Coefficient | Flexibility | Country (examples) | Possible sectors concerned |
25 | No flexibilities | Chile, Costa Rica | |
22 | 5% lines = 5%
Volume = No tariff cut or unbound tariff |
India | Textiles, Chemicals |
10% lines = 10%
Volume = half tariff cut |
ASEAN countries | Car, Steel, Chemicals | |
20 | 6,5% line = 7,5%
Volume = No tariff cut or unbound tariff |
China | Chemicals,
Cars |
14% lines = 16%
Volume = half tariff cut |
Brazil, Mexico & other Latin America | Textiles,
Cars |
[1] Pro memoria: sectorals were traded off with limited preferences during Hong-Kong under the pressure of the USA
In this context after agreement on modalities, WTO members will be obliged to pass through a “request and offer” process for the products that will be subject to those flexibilities. This will be a lengthy process and the timing foreseen in the draft Modalities (7 to 9 months) is unrealistic. It is well possible that Textile & Chemicals will have to work hard to avoid additional unforeseeable results.
– The anti concentration clause: even though this should be seen as a success for the EU it will have a limited
impact overall due to the figures included in the draft text even though this will be a clear constraint for bigger
sectors with a great homogeneity of products (i.e. non ferrous metals).
– China: will have a 13 years implementation period instead of the 10 years for all the other developing
countries (sic!)
– On non tariff barriers (NTBs): the Commission stressed that the current draft modalities are ambitious as
negotiations will have to be finished within the 2 months following the adoption of the modalities. Among the
NTB’s:
(a) the horizontal mechanism is high in the priority list of the Commission but the USA are resisting as this country does not want to be bound by commitments and are on the defensive in particular because of SPS[1] issues.
(b) on textiles labelling the Commission is trying to broaden the base of the co-sponsorship [2] and could be an area of agreement if the text is not seriously watered-down..
(c) among the other NTB proposals very few will succeed in particular the ones of interest to EC (ex: export taxes).

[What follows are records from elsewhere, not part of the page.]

//! Identifier helpers for emitted code.

use proc_macro2::{Ident, Span};

/// Strict, reserved and edition-dependent keywords that need `r#` when used as identifiers.
///
/// Path keywords (`crate`, `self`, `super`, `Self`) cannot be raw and never reach this list.
pub const RUST_KEYWORDS: &[&str] = &[
    "as", "break", "const", "continue", "else", "enum", "extern", "false", "fn", "for", "if", "impl", "in",
    "let", "loop", "match", "mod", "move", "mut", "pub", "ref", "return", "static", "struct", "trait", "true",
    "type", "unsafe", "use", "where", "while", "async", "await", "dyn", "abstract", "become", "box", "do", "final",
    "macro", "override", "priv", "typeof", "unsized", "virtual", "yield", "try", "gen",
];

/// Check whether an identifier is a Rust keyword.
pub fn is_keyword(name: &str) -> bool {
    RUST_KEYWORDS.contains(&name)
}

/// Build an identifier, escaping keywords as raw identifiers.
///
/// Accepts names with or without a leading `r#`.
pub fn ident(name: &str) -> Ident {
    let name = name.strip_prefix("r#").unwrap_or(name);
    if is_keyword(name) {
        Ident::new_raw(name, Span::call_site())
    } else {
        Ident::new(name, Span::call_site())
    }
}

[1] SPS : Sanitary and Phyto-sanitary measures
[2] Submitted by the European Communities, Sri Lanka and the United States and supported by Ukraine, Mauritius
Final Considerations
EURATEX reacted quite strongly to this presentation (see EURATEX letter to Commissioner Ashton) stressing that the result is not acceptable for the textile and clothing industry. Interestingly no sector opposed this stance but Commission reacted defending the results achieved so far.
Euratex will remain vigilant to ensure no further blow will be imposed on the textile and clothing industry during the “technical work” expected this year. It is self-evident that WTO Director General P. Lamy will push for an agreement on the modalities to be reached this year.